- YOUR TASK
Nothing other than the lines from the one containing "assert!(!Document::default().has_text());" through the last line of the data below should be output, each reproduced exactly.

(Source data)
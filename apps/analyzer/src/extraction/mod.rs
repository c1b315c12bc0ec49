//! Text extraction — turns uploaded PDF bytes into a `Document`.
//!
//! `AppState` holds an `Arc<dyn TextExtractor>`; the default is `PdfTextExtractor`,
//! which decodes on the blocking pool under a timeout. A failed extraction is
//! terminal for that upload: callers skip analysis and report the message.

pub mod pdf;

use async_trait::async_trait;
use bytes::Bytes;
use thiserror::Error;

pub use pdf::PdfTextExtractor;

/// Text and page count of one uploaded file. Immutable once built.
#[derive(Debug, Clone, Default, PartialEq)]
pub struct Document {
    pub raw_text: String,
    pub page_count: usize,
}

impl Document {
    /// Joins per-page text, each page followed by a newline.
    pub fn from_pages(pages: Vec<String>) -> Self {
        let page_count = pages.len();
        let mut raw_text = String::with_capacity(pages.iter().map(|p| p.len() + 1).sum());
        for page in pages {
            raw_text.push_str(&page);
            raw_text.push('\n');
        }
        Self {
            raw_text,
            page_count,
        }
    }

    /// Whether there is anything to analyze. Whitespace-only text counts as empty.
    pub fn has_text(&self) -> bool {
        !self.raw_text.trim().is_empty()
    }

    pub fn word_count(&self) -> usize {
        self.raw_text.split_whitespace().count()
    }

    pub fn char_count(&self) -> usize {
        self.raw_text.chars().count()
    }

    /// The first `max_chars` characters, for display.
    pub fn preview(&self, max_chars: usize) -> String {
        self.raw_text.chars().take(max_chars).collect()
    }
}

#[derive(Debug, Error)]
pub enum ExtractionError {
    #[error("Uploaded file is empty")]
    EmptyInput,

    #[error("Could not decode PDF: {0}")]
    Decode(String),

    #[error("PDF decoding timed out after {0} seconds")]
    Timeout(u64),

    #[error("PDF decoder aborted: {0}")]
    Aborted(String),
}

/// The extractor trait. Swap implementations without touching the pipeline or handlers.
#[async_trait]
pub trait TextExtractor: Send + Sync {
    async fn extract(&self, bytes: Bytes) -> Result<Document, ExtractionError>;
}

#[cfg(test)]
mod tests {
    use super::*;

    #[test]
    fn test_from_pages_joins_with_trailing_newlines() {
        let doc = Document::from_pages(vec!["Page one".to_string(), "Page two".to_string()]);
        assert_eq!(doc.raw_text, "Page one\nPage two\n");
        assert_eq!(doc.page_count, 2);
    }

    #[test]
    fn test_blank_pages_have_no_text() {
        let doc = Document::from_pages(vec![String::new(), "  ".to_string()]);
        assert_eq!(doc.page_count, 2);
        assert!(!doc.has_text());
        assert!(!Document::default().has_text());
    }

    #[test]
    fn test_counts_and_preview() {
        let doc = Document::from_pages(vec!["naïve résumé text".to_string()]);
        assert_eq!(doc.word_count(), 3);
        assert_eq!(doc.char_count(), 18);
        assert_eq!(doc.preview(5), "naïve");
    }
}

- EXERCISE RESPONSE
        assert!(!Document::default().has_text());
    }

    #[test]
    fn test_counts_and_preview() {
        let doc = Document::from_pages(vec!["naïve résumé text".to_string()]);
        assert_eq!(doc.word_count(), 3);
        assert_eq!(doc.char_count(), 18);
        assert_eq!(doc.preview(5), "naïve");
    }
}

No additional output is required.